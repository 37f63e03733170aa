// crates/core/src/lib.rs
//! Domain types shared by the peekaboo crates: the training curriculum,
//! progress records, rating statistics, settings, and export formatting.

pub mod csv;
pub mod curriculum;
pub mod error;
pub mod paths;
pub mod program;
pub mod settings;
pub mod stats;
pub mod types;

pub use curriculum::*;
pub use error::*;
pub use settings::*;
pub use stats::*;
pub use types::*;

/// Human-readable application name, reported by the metadata endpoint.
pub const APP_NAME: &str = "Peek-a-Boo Boxing Tracker";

:::

● ACTIVITY: Give back exactly the lines from the line containing "pub mod error;" to the end of the entries, and no other lines.

● REPLY TO THE TASK:
pub mod error;
pub mod paths;
pub mod program;
pub mod settings;
pub mod stats;
pub mod types;

pub use curriculum::*;
pub use error::*;
pub use settings::*;
pub use stats::*;
pub use types::*;

/// Human-readable application name, reported by the metadata endpoint.
pub const APP_NAME: &str = "Peek-a-Boo Boxing Tracker";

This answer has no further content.